My year ends on Halloween. I still feel the need to make resolutions and observe the normal New Year’s Day, but the space between November and January always feels like a time to take stock and think about what’s ahead. The planning time of year.
First, where I was. Two big things happened in 2012, my family moved from Washington DC and I spent the year dealing with the business of writing. The two combined to mean that outside of blog posts, I didn’t write. Oh I started a few things here and there, but nothing went anywhere.
So in January of 2013, I realized that I had a slew of manuscripts with 20K words on them. If I started forcing myself to write again, right then, I’d have one finished by the end of February. I started writing and… it didn’t quite work out that way. I wrote from the end of January until April 11. The piece was my YA UF, the mermaid story, and in January it had only 6,979 words (from about two days in August of 2012).
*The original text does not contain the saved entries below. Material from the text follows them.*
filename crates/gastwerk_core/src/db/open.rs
//! Connection bootstrap utilities for SQLite.
//!
//! # Responsibility
//! - Open file or in-memory SQLite connections.
//! - Configure connection pragmas required by engine behavior.
//! - Trigger schema migrations before returning a usable connection.
//!
//! # Invariants
//! - Returned connections have `foreign_keys=ON`.
//! - Returned connections have a busy timeout so concurrent booking writers
//!   queue instead of failing immediately.
//! - Returned connections have migrations fully applied.

use super::migrations::apply_migrations;
use super::DbResult;
use log::{error, info};
use rusqlite::Connection;
use std::path::Path;
use std::time::{Duration, Instant};

/// Opens a SQLite database file and applies all pending migrations.
///
/// # Side effects
/// - Performs connection bootstrap and migration checks.
/// - Emits `db_open` logging events with duration and status.
pub fn open_db(path: impl AsRef<Path>) -> DbResult<Connection> {
    let started_at = Instant::now();
    info!("event=db_open module=db status=start mode=file");

    let conn = match Connection::open(path) {
        Ok(conn) => conn,
        Err(err) => {
            log_open_error("file", started_at, "db_open_failed", &err);
            return Err(err.into());
        }
    };

    finish_open("file", started_at, conn)
}

/// Opens an in-memory SQLite database and applies all pending migrations.
///
/// Used by tests and short-lived tooling; every call yields an independent
/// empty database.
pub fn open_db_in_memory() -> DbResult<Connection> {
    let started_at = Instant::now();
    info!("event=db_open module=db status=start mode=memory");

    let conn = match Connection::open_in_memory() {
        Ok(conn) => conn,
        Err(err) => {
            log_open_error("memory", started_at, "db_open_failed", &err);
            return Err(err.into());
        }
    };

    finish_open("memory", started_at, conn)
}

fn finish_open(mode: &str, started_at: Instant, mut conn: Connection) -> DbResult<Connection> {
    match bootstrap_connection(&mut conn) {
        Ok(()) => {
            info!(
                "event=db_open module=db status=ok mode={} duration_ms={}",
                mode,
                started_at.elapsed().as_millis()
            );
            Ok(conn)
        }
        Err(err) => {
            error!(
                "event=db_open module=db status=error mode={} duration_ms={} error_code=db_bootstrap_failed error={}",
                mode,
                started_at.elapsed().as_millis(),
                err
            );
            Err(err)
        }
    }
}

fn log_open_error(mode: &str, started_at: Instant, code: &str, err: &rusqlite::Error) {
    error!(
        "event=db_open module=db status=error mode={} duration_ms={} error_code={} error={}",
        mode,
        started_at.elapsed().as_millis(),
        code,
        err
    );
}

fn bootstrap_connection(conn: &mut Connection) -> DbResult<()> {
    conn.execute_batch("PRAGMA foreign_keys = ON;")?;
    // Concurrent admission requests from separate connections serialize on
    // the write lock; give losers time to queue instead of erroring.
    conn.busy_timeout(Duration::from_secs(5))?;
    apply_migrations(conn)?;
    Ok(())
}
//! Core reservation availability and conflict engine for Gastwerk.
//! This crate is the single source of truth for booking invariants.

pub mod db;
pub mod logging;
pub mod model;
pub mod pricing;
pub mod repo;
pub mod service;

pub use logging::{default_log_level, init_logging, logging_status};
pub use model::accommodation::AccommodationProfile;
pub use model::date_span::{days_between, DateSpan, DateSpanError};
pub use model::reservation::{
    AccommodationId, GuestContact, Reservation, ReservationId, ReservationStatus,
};
pub use pricing::{quote, PriceQuote};
pub use repo::accommodation_repo::{AccommodationCatalog, SqliteAccommodationCatalog};
pub use repo::memory::{InMemoryAccommodationCatalog, InMemoryReservationStore};
pub use repo::reservation_repo::{ReservationStore, SqliteReservationStore};
pub use repo::{StoreError, StoreResult};
pub use service::availability_service::{
    AvailabilityCalendar, AvailabilityError, AvailabilityService, DayAvailability,
};
pub use service::booking_service::{
    BookingConfirmation, BookingError, BookingRequest, BookingService, PolicyViolation,
};
pub use service::quote_service::{QuoteError, QuoteService};

/// Minimal health-check API for early integration.
pub fn ping() -> &'static str {
    "pong"
}

/// Returns the core crate version.
pub fn core_version() -> &'static str {
    env!("CARGO_PKG_VERSION")
}

#[cfg(test)]
mod tests {
    use super::{core_version, ping};

    #[test]
    fn ping_returns_pong() {
        assert_eq!(ping(), "pong");
    }

    #[test]
    fn version_is_not_empty() {
        assert!(!core_version().is_empty());
    }
}
//! Accommodation pricing/policy profile.
//!
//! # Responsibility
//! - Define the read-only slice of the catalog record the engine consumes.
//!
//! # Invariants
//! - The engine never mutates a profile; the catalog collaborator owns it.
//! - `min_stay_nights >= 1` and `max_guests >= 1` in persisted data.

use crate::model::reservation::AccommodationId;
use serde::{Deserialize, Serialize};

/// Catalog attributes consumed by admission and pricing.
///
/// Prices are integer minor currency units.
#[derive(Debug, Clone, PartialEq, Eq, Serialize, Deserialize)]
pub struct AccommodationProfile {
    pub id: AccommodationId,
    pub name: String,
    pub price_per_night: i64,
    pub min_stay_nights: i64,
    pub max_guests: u32,
    pub cleaning_fee: i64,
    /// Stays of at least this many nights incur the cleaning fee.
    pub cleaning_fee_threshold_nights: i64,
    /// Inactive accommodations are treated as absent by the engine.
    pub is_active: bool,
}
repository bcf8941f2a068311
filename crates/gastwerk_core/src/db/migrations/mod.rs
//! SQLite migration registry and executor.
//!
//! # Responsibility
//! - Register schema migrations in strictly increasing order.
//! - Apply pending migrations atomically.
//!
//! # Invariants
//! - `version` values must remain monotonic.
//! - Applied migration version is mirrored to `PRAGMA user_version`.

use crate::db::{DbError, DbResult};
use rusqlite::Connection;

#[derive(Debug, Clone, Copy)]
struct Migration {
    version: u32,
    sql: &'static str,
}

const MIGRATIONS: &[Migration] = &[Migration {
    version: 1,
    sql: include_str!("0001_init.sql"),
}];

/// Returns the latest migration version known by this binary.
pub fn latest_version() -> u32 {
    MIGRATIONS.last().map_or(0, |migration| migration.version)
}

/// Applies all pending migrations on the provided connection.
pub fn apply_migrations(conn: &mut Connection) -> DbResult<()> {
    let current_version = current_user_version(conn)?;
    let latest = latest_version();

    if current_version > latest {
        return Err(DbError::UnsupportedSchemaVersion {
            db_version: current_version,
            latest_supported: latest,
        });
    }

    if current_version == latest {
        return Ok(());
    }

    let tx = conn.transaction()?;
    for migration in MIGRATIONS {
        if migration.version <= current_version {
            continue;
        }

        tx.execute_batch(migration.sql)?;
        tx.execute_batch(&format!("PRAGMA user_version = {};", migration.version))?;
    }
    tx.commit()?;

    Ok(())
}

fn current_user_version(conn: &Connection) -> DbResult<u32> {
    let version = conn.query_row("PRAGMA user_version;", [], |row| row.get::<_, u32>(0))?;
    Ok(version)
}
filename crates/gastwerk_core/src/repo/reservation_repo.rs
//! Reservation store contract and SQLite implementation.
//!
//! # Responsibility
//! - Provide the engine's only access path to durable reservation rows.
//! - Keep SQL details inside the persistence boundary.
//!
//! # Invariants
//! - `insert` re-checks the half-open overlap predicate and writes inside
//!   one `BEGIN IMMEDIATE` transaction, so two racing admissions for the
//!   same nights cannot both commit even from separate connections.
//! - Read paths reject invalid persisted state instead of masking it.

use crate::model::date_span::DateSpan;
use crate::model::reservation::{
    AccommodationId, GuestContact, Reservation, ReservationId, ReservationStatus,
};
use crate::repo::{StoreError, StoreResult};
use chrono::NaiveDate;
use log::info;
use rusqlite::{params, Connection, OptionalExtension, Row};
use uuid::Uuid;

const RESERVATION_SELECT_SQL: &str = "SELECT
    uuid,
    accommodation_id,
    check_in,
    check_out,
    status,
    guest_name,
    guest_email,
    guest_phone,
    party_size,
    special_requests,
    total_price,
    created_at
FROM reservations";

/// Storage contract consumed by availability and admission services.
///
/// Implementations must make `insert` race-safe: the overlap check and the
/// write happen as a single atomic operation against the backing store.
pub trait ReservationStore {
    /// All non-cancelled reservations for one accommodation; order is not
    /// part of the contract.
    fn list_active(&self, accommodation_id: AccommodationId) -> StoreResult<Vec<Reservation>>;

    /// Atomically re-checks for overlap and persists the reservation.
    ///
    /// Returns `StoreError::Conflict` naming an occupied night when any
    /// active reservation overlaps the new span under the half-open rule.
    fn insert(&self, reservation: &Reservation) -> StoreResult<ReservationId>;

    /// Fetches one reservation by ID regardless of status.
    fn get(&self, id: ReservationId) -> StoreResult<Option<Reservation>>;

    /// Transitions a reservation's status. Used by the confirmation and
    /// cancellation collaborators, never by the admission path.
    fn set_status(&self, id: ReservationId, status: ReservationStatus) -> StoreResult<()>;
}

impl<S: ReservationStore + ?Sized> ReservationStore for &S {
    fn list_active(&self, accommodation_id: AccommodationId) -> StoreResult<Vec<Reservation>> {
        (**self).list_active(accommodation_id)
    }

    fn insert(&self, reservation: &Reservation) -> StoreResult<ReservationId> {
        (**self).insert(reservation)
    }

    fn get(&self, id: ReservationId) -> StoreResult<Option<Reservation>> {
        (**self).get(id)
    }

    fn set_status(&self, id: ReservationId, status: ReservationStatus) -> StoreResult<()> {
        (**self).set_status(id, status)
    }
}

impl<S: ReservationStore + ?Sized> ReservationStore for std::sync::Arc<S> {
    fn list_active(&self, accommodation_id: AccommodationId) -> StoreResult<Vec<Reservation>> {
        (**self).list_active(accommodation_id)
    }

    fn insert(&self, reservation: &Reservation) -> StoreResult<ReservationId> {
        (**self).insert(reservation)
    }

    fn get(&self, id: ReservationId) -> StoreResult<Option<Reservation>> {
        (**self).get(id)
    }

    fn set_status(&self, id: ReservationId, status: ReservationStatus) -> StoreResult<()> {
        (**self).set_status(id, status)
    }
}

/// SQLite-backed reservation store.
pub struct SqliteReservationStore<'conn> {
    conn: &'conn Connection,
}

impl<'conn> SqliteReservationStore<'conn> {
    pub fn new(conn: &'conn Connection) -> Self {
        Self { conn }
    }

    fn first_conflicting_night(
        &self,
        accommodation_id: AccommodationId,
        span: DateSpan,
    ) -> StoreResult<Option<NaiveDate>> {
        // Half-open overlap in SQL; ISO date text compares chronologically.
        let existing_start: Option<String> = self
            .conn
            .query_row(
                "SELECT check_in FROM reservations
                 WHERE accommodation_id = ?1
                   AND status != 'cancelled'
                   AND check_in < ?3
                   AND check_out > ?2
                 ORDER BY check_in ASC
                 LIMIT 1;",
                params![
                    accommodation_id.to_string(),
                    date_to_db(span.start),
                    date_to_db(span.end),
                ],
                |row| row.get(0),
            )
            .optional()?;

        match existing_start {
            Some(text) => {
                let existing = parse_db_date(&text, "reservations.check_in")?;
                Ok(Some(existing.max(span.start)))
            }
            None => Ok(None),
        }
    }

    fn insert_row(&self, reservation: &Reservation) -> StoreResult<()> {
        self.conn.execute(
            "INSERT INTO reservations (
                uuid,
                accommodation_id,
                check_in,
                check_out,
                status,
                guest_name,
                guest_email,
                guest_phone,
                party_size,
                special_requests,
                total_price,
                created_at
            ) VALUES (?1, ?2, ?3, ?4, ?5, ?6, ?7, ?8, ?9, ?10, ?11, ?12);",
            params![
                reservation.uuid.to_string(),
                reservation.accommodation_id.to_string(),
                date_to_db(reservation.span.start),
                date_to_db(reservation.span.end),
                status_to_db(reservation.status),
                reservation.guest.name.as_str(),
                reservation.guest.email.as_str(),
                reservation.guest.phone.as_deref(),
                i64::from(reservation.party_size),
                reservation.special_requests.as_deref(),
                reservation.total_price,
                reservation.created_at,
            ],
        )?;
        Ok(())
    }
}

impl ReservationStore for SqliteReservationStore<'_> {
    fn list_active(&self, accommodation_id: AccommodationId) -> StoreResult<Vec<Reservation>> {
        let mut stmt = self.conn.prepare(&format!(
            "{RESERVATION_SELECT_SQL}
             WHERE accommodation_id = ?1
               AND status != 'cancelled';"
        ))?;

        let mut rows = stmt.query(params![accommodation_id.to_string()])?;
        let mut reservations = Vec::new();
        while let Some(row) = rows.next()? {
            reservations.push(parse_reservation_row(row)?);
        }

        Ok(reservations)
    }

    fn insert(&self, reservation: &Reservation) -> StoreResult<ReservationId> {
        // IMMEDIATE takes the write lock up front: the conflict re-check and
        // the insert are serialized against every other writer, which is the
        // property that closes the check-then-act race.
        self.conn.execute_batch("BEGIN IMMEDIATE;")?;

        let outcome = self
            .first_conflicting_night(reservation.accommodation_id, reservation.span)
            .and_then(|conflict| match conflict {
                Some(night) => Err(StoreError::Conflict { night }),
                None => self.insert_row(reservation),
            });

        match outcome {
            Ok(()) => {
                self.conn.execute_batch("COMMIT;")?;
                info!(
                    "event=reservation_insert module=repo status=ok reservation_id={} accommodation_id={} span={}",
                    reservation.uuid, reservation.accommodation_id, reservation.span
                );
                Ok(reservation.uuid)
            }
            Err(err) => {
                let _ = self.conn.execute_batch("ROLLBACK;");
                Err(err)
            }
        }
    }

    fn get(&self, id: ReservationId) -> StoreResult<Option<Reservation>> {
        let mut stmt = self
            .conn
            .prepare(&format!("{RESERVATION_SELECT_SQL} WHERE uuid = ?1;"))?;

        let mut rows = stmt.query(params![id.to_string()])?;
        if let Some(row) = rows.next()? {
            return Ok(Some(parse_reservation_row(row)?));
        }

        Ok(None)
    }

    fn set_status(&self, id: ReservationId, status: ReservationStatus) -> StoreResult<()> {
        let changed = self.conn.execute(
            "UPDATE reservations SET status = ?1 WHERE uuid = ?2;",
            params![status_to_db(status), id.to_string()],
        )?;

        if changed == 0 {
            return Err(StoreError::NotFound(id));
        }

        info!(
            "event=reservation_status module=repo status=ok reservation_id={} new_status={}",
            id,
            status_to_db(status)
        );
        Ok(())
    }
}

fn parse_reservation_row(row: &Row<'_>) -> StoreResult<Reservation> {
    let uuid_text: String = row.get("uuid")?;
    let uuid = Uuid::parse_str(&uuid_text).map_err(|_| {
        StoreError::InvalidData(format!("invalid uuid value `{uuid_text}` in reservations.uuid"))
    })?;

    let accommodation_text: String = row.get("accommodation_id")?;
    let accommodation_id = Uuid::parse_str(&accommodation_text).map_err(|_| {
        StoreError::InvalidData(format!(
            "invalid uuid value `{accommodation_text}` in reservations.accommodation_id"
        ))
    })?;

    let check_in = parse_db_date(&row.get::<_, String>("check_in")?, "reservations.check_in")?;
    let check_out = parse_db_date(&row.get::<_, String>("check_out")?, "reservations.check_out")?;
    let span = DateSpan::new(check_in, check_out)
        .map_err(|err| StoreError::InvalidData(err.to_string()))?;

    let status_text: String = row.get("status")?;
    let status = parse_status(&status_text).ok_or_else(|| {
        StoreError::InvalidData(format!(
            "invalid status `{status_text}` in reservations.status"
        ))
    })?;

    let party_size_raw: i64 = row.get("party_size")?;
    let party_size = u32::try_from(party_size_raw).map_err(|_| {
        StoreError::InvalidData(format!(
            "invalid party_size `{party_size_raw}` in reservations.party_size"
        ))
    })?;

    Ok(Reservation {
        uuid,
        accommodation_id,
        span,
        status,
        guest: GuestContact {
            name: row.get("guest_name")?,
            email: row.get("guest_email")?,
            phone: row.get("guest_phone")?,
        },
        party_size,
        special_requests: row.get("special_requests")?,
        total_price: row.get("total_price")?,
        created_at: row.get("created_at")?,
    })
}

const DB_DATE_FORMAT: &str = "%Y-%m-%d";

fn date_to_db(date: NaiveDate) -> String {
    date.format(DB_DATE_FORMAT).to_string()
}

fn parse_db_date(value: &str, column: &str) -> StoreResult<NaiveDate> {
    NaiveDate::parse_from_str(value, DB_DATE_FORMAT)
        .map_err(|_| StoreError::InvalidData(format!("invalid date value `{value}` in {column}")))
}

fn status_to_db(status: ReservationStatus) -> &'static str {
    match status {
        ReservationStatus::Pending => "pending",
        ReservationStatus::Confirmed => "confirmed",
        ReservationStatus::Cancelled => "cancelled",
    }
}

fn parse_status(value: &str) -> Option<ReservationStatus> {
    match value {
        "pending" => Some(ReservationStatus::Pending),
        "confirmed" => Some(ReservationStatus::Confirmed),
        "cancelled" => Some(ReservationStatus::Cancelled),
        _ => None,
    }
}
//! Deterministic stay pricing.
//!
//! # Responsibility
//! - Compute a price quote from a night range and an accommodation profile.
//!
//! # Invariants
//! - Pure: no I/O, no clock, identical inputs yield identical quotes.
//! - `total == base_price + (cleaning_fee_applied ? cleaning_fee : 0)`.
//! - The cleaning fee applies exactly when `nights >= threshold`.

use crate::model::accommodation::AccommodationProfile;
use crate::model::date_span::DateSpan;
use serde::{Deserialize, Serialize};

/// Derived price breakdown for one stay. Never persisted as its own record;
/// the admitted reservation stores `total` only.
#[derive(Debug, Clone, Copy, PartialEq, Eq, Serialize, Deserialize)]
pub struct PriceQuote {
    pub nights: i64,
    pub base_price: i64,
    pub cleaning_fee_applied: bool,
    pub cleaning_fee: i64,
    pub cleaning_fee_threshold: i64,
    pub total: i64,
}

/// Quotes a stay against a profile.
///
/// `override_cleaning_fee` and `override_threshold` are the admin/test hooks
/// exposed by the quote endpoint; both default to the profile values. Input
/// validation (span, profile existence) is the caller's job.
pub fn quote(
    span: DateSpan,
    profile: &AccommodationProfile,
    override_cleaning_fee: Option<i64>,
    override_threshold: Option<i64>,
) -> PriceQuote {
    let nights = span.nights();
    let base_price = nights * profile.price_per_night;
    let cleaning_fee = override_cleaning_fee.unwrap_or(profile.cleaning_fee);
    let threshold = override_threshold.unwrap_or(profile.cleaning_fee_threshold_nights);
    let cleaning_fee_applied = nights >= threshold;

    PriceQuote {
        nights,
        base_price,
        cleaning_fee_applied,
        cleaning_fee,
        cleaning_fee_threshold: threshold,
        total: base_price + if cleaning_fee_applied { cleaning_fee } else { 0 },
    }
}
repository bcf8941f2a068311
//! Booking admission control.
//!
//! # Responsibility
//! - Validate, conflict-check, price and persist new booking requests.
//!
//! # Invariants
//! - Admission is all-or-nothing: any failing step leaves the store
//!   untouched.
//! - The in-service overlap pre-check exists to fail fast with a precise
//!   night; the store's atomic `insert` is the check of record and its
//!   conflict surfaces identically.
//! - Created reservations start as `pending` and already block their
//!   nights; promotion to `confirmed` is the confirmation collaborator's
//!   explicit action.

use crate::model::date_span::{DateSpan, DateSpanError};
use crate::model::reservation::{AccommodationId, GuestContact, Reservation, ReservationId};
use crate::pricing::{quote, PriceQuote};
use crate::repo::accommodation_repo::AccommodationCatalog;
use crate::repo::reservation_repo::ReservationStore;
use crate::repo::StoreError;
use chrono::NaiveDate;
use log::info;
use once_cell::sync::Lazy;
use regex::Regex;
use serde::{Deserialize, Serialize};
use std::error::Error;
use std::fmt::{Display, Formatter};

static EMAIL_PATTERN: Lazy<Regex> =
    Lazy::new(|| Regex::new(r"^[^\s@]+@[^\s@]+\.[^\s@]+$").expect("static email pattern"));

pub type BookingResult<T> = Result<T, BookingError>;

/// Business-rule violation detected during admission.
#[derive(Debug, Clone, Copy, PartialEq, Eq)]
pub enum PolicyViolation {
    /// Stay is shorter than the accommodation's minimum.
    MinStay { required: i64, requested: i64 },
    /// Declared party exceeds the accommodation's capacity.
    PartySize { max: u32, requested: u32 },
}

impl Display for PolicyViolation {
    fn fmt(&self, f: &mut Formatter<'_>) -> std::fmt::Result {
        match self {
            Self::MinStay {
                required,
                requested,
            } => write!(
                f,
                "minimum stay is {required} nights, requested {requested}"
            ),
            Self::PartySize { max, requested } => {
                write!(f, "maximum party size is {max} guests, requested {requested}")
            }
        }
    }
}

/// Admission-path error taxonomy.
#[derive(Debug)]
pub enum BookingError {
    /// Malformed or missing input; `field` names the first failing field.
    Validation {
        field: &'static str,
        message: String,
    },
    /// Accommodation absent or inactive.
    NotFound(AccommodationId),
    /// Requested range overlaps an active reservation; `night` is the first
    /// conflicting night.
    Conflict { night: NaiveDate },
    Policy(PolicyViolation),
    Storage(StoreError),
}

impl Display for BookingError {
    fn fmt(&self, f: &mut Formatter<'_>) -> std::fmt::Result {
        match self {
            Self::Validation { field, message } => {
                write!(f, "invalid booking request: {field}: {message}")
            }
            Self::NotFound(id) => write!(f, "accommodation not found or inactive: {id}"),
            Self::Conflict { night } => {
                write!(f, "date range unavailable: night {night} is already booked")
            }
            Self::Policy(violation) => write!(f, "{violation}"),
            Self::Storage(err) => write!(f, "{err}"),
        }
    }
}

impl Error for BookingError {
    fn source(&self) -> Option<&(dyn Error + 'static)> {
        match self {
            Self::Storage(err) => Some(err),
            _ => None,
        }
    }
}

impl From<StoreError> for BookingError {
    fn from(value: StoreError) -> Self {
        match value {
            // The atomic insert caught a race the pre-check missed; report
            // it exactly like a pre-check conflict.
            StoreError::Conflict { night } => Self::Conflict { night },
            other => Self::Storage(other),
        }
    }
}

/// Inbound booking request as received from the transport layer.
#[derive(Debug, Clone, PartialEq, Eq, Serialize, Deserialize)]
pub struct BookingRequest {
    pub accommodation_id: AccommodationId,
    pub check_in: NaiveDate,
    pub check_out: NaiveDate,
    pub guest_name: String,
    pub guest_email: String,
    pub guest_phone: Option<String>,
    pub party_size: u32,
    pub special_requests: Option<String>,
}

/// Successful admission result.
#[derive(Debug, Clone, PartialEq, Eq, Serialize, Deserialize)]
pub struct BookingConfirmation {
    pub reservation_id: ReservationId,
    pub quote: PriceQuote,
}

/// Admission controller over a reservation store and a catalog.
pub struct BookingService<S: ReservationStore, C: AccommodationCatalog> {
    store: S,
    catalog: C,
}

impl<S: ReservationStore, C: AccommodationCatalog> BookingService<S, C> {
    pub fn new(store: S, catalog: C) -> Self {
        Self { store, catalog }
    }

    /// Admits or rejects a booking request.
    ///
    /// # Contract
    /// - Steps run in order: field validation, catalog lookup, overlap
    ///   pre-check, policy checks, quote, atomic insert. The first failure
    ///   wins and nothing is persisted.
    /// - On success the reservation is stored as `pending` with
    ///   `total_price` equal to the returned quote's total.
    pub fn create_booking(&self, request: &BookingRequest) -> BookingResult<BookingConfirmation> {
        let span = validate_request(request)?;

        let profile = self
            .catalog
            .profile(request.accommodation_id)?
            .filter(|profile| profile.is_active)
            .ok_or_else(|| {
                self.log_rejection(request, "not_found");
                BookingError::NotFound(request.accommodation_id)
            })?;

        // Fail-fast courtesy check with a precise first conflicting night.
        // Not sufficient alone: a racing admission can commit between this
        // read and the insert below.
        let existing = self.store.list_active(request.accommodation_id)?;
        let conflict = existing
            .iter()
            .filter(|reservation| reservation.span.overlaps(&span))
            .map(|reservation| reservation.span.start.max(span.start))
            .min();
        if let Some(night) = conflict {
            self.log_rejection(request, "conflict");
            return Err(BookingError::Conflict { night });
        }

        let nights = span.nights();
        if nights < profile.min_stay_nights {
            self.log_rejection(request, "min_stay");
            return Err(BookingError::Policy(PolicyViolation::MinStay {
                required: profile.min_stay_nights,
                requested: nights,
            }));
        }
        if request.party_size > profile.max_guests {
            self.log_rejection(request, "party_size");
            return Err(BookingError::Policy(PolicyViolation::PartySize {
                max: profile.max_guests,
                requested: request.party_size,
            }));
        }

        let price = quote(span, &profile, None, None);
        let reservation = Reservation::pending(
            request.accommodation_id,
            span,
            GuestContact {
                name: request.guest_name.trim().to_string(),
                email: request.guest_email.trim().to_string(),
                phone: request.guest_phone.clone(),
            },
            request.party_size,
            request.special_requests.clone(),
            price.total,
        );

        let reservation_id = match self.store.insert(&reservation) {
            Ok(id) => id,
            Err(err) => {
                self.log_rejection(request, "store_insert");
                return Err(err.into());
            }
        };

        info!(
            "event=booking_admitted module=service status=ok reservation_id={} accommodation_id={} span={} nights={} total={}",
            reservation_id, request.accommodation_id, span, price.nights, price.total
        );

        Ok(BookingConfirmation {
            reservation_id,
            quote: price,
        })
    }

    fn log_rejection(&self, request: &BookingRequest, reason: &str) {
        // Metadata only; guest name/email never reach the logs.
        info!(
            "event=booking_rejected module=service status=rejected accommodation_id={} check_in={} check_out={} reason={}",
            request.accommodation_id, request.check_in, request.check_out, reason
        );
    }
}

fn validate_request(request: &BookingRequest) -> BookingResult<DateSpan> {
    if request.guest_name.trim().is_empty() {
        return Err(BookingError::Validation {
            field: "guest_name",
            message: "must not be empty".to_string(),
        });
    }

    let email = request.guest_email.trim();
    if !EMAIL_PATTERN.is_match(email) {
        return Err(BookingError::Validation {
            field: "guest_email",
            message: format!("`{email}` is not a valid e-mail address"),
        });
    }

    if request.party_size == 0 {
        return Err(BookingError::Validation {
            field: "party_size",
            message: "must be at least 1".to_string(),
        });
    }

    DateSpan::new(request.check_in, request.check_out).map_err(|err: DateSpanError| {
        BookingError::Validation {
            field: "check_out",
            message: err.to_string(),
        }
    })
}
Success tasted sweet. I hadn’t realized how much taking a year off from writing shook my confidence. I had rationalized that I was still writing – blogposts, starts of things, little two or three paragraph ideas. But all those short things didn’t add up to the feeling of confidence that comes when you write every day or even five days a week on a single idea. In April, I was fired up to keep that feeling going.
And then I was hospitalized for three days. Despite what you’d think, heavy psychoactive drugs kill your momentum a bit. When I got my health together I was ready to write again, but it took a few weeks for something to catch me. I made 23K words of progress on an idea I’d toyed with in 2012 – a man who sells his childhood to the devil but doesn’t know about that, Brimestone meets Memento. I put down 7K on a Gone Girl meets The Snow Queen – which I still hope to get back to.
It wasn’t until I picked up a YA steampunk manuscript from 2011, that the spark became a flame. I wrote on that 5K word seed of an idea from 6/6 until 11/6. June 6 has been important to me since 2006, when I had a life changing stroke on that day. I don’t even remember thinking of the significance of the date when I started writing but I delighted that it worked out that way.
70, 513 words of mermaids and murder from January until April
92,682 words of steampunk from June until November
That was my writing year. Other things that happened: in April I found out my job would be ending due to government budget cuts. In June I started a new position, which has turned out to be the best job of my life. There was the hospitalization in May, but I’ve been focused on my running and have made great strides (if you’ll pardon the pun) in my fitness. Like writing, it turns out running requires almost religious devotion.
Mindful of that devotion, I’ll spend the rest of the year working on edits. I love creating something new, it’s the best part of writing for me, but first drafts don’t get published. My new day job gives me three days off at Thanksgiving and an unreal 10 days off over the winter holidays. I’m looking forward to that time for editing. My plans for January are to get back to that Snow Queen-evil fairy-kidnapped child grown up – idea, hoping the cold of the landscape will help it grab me. Of course, like most writers some days I have six impossible thoughts before breakfast. Looking ahead at 2014, I can’t wait to see what happens.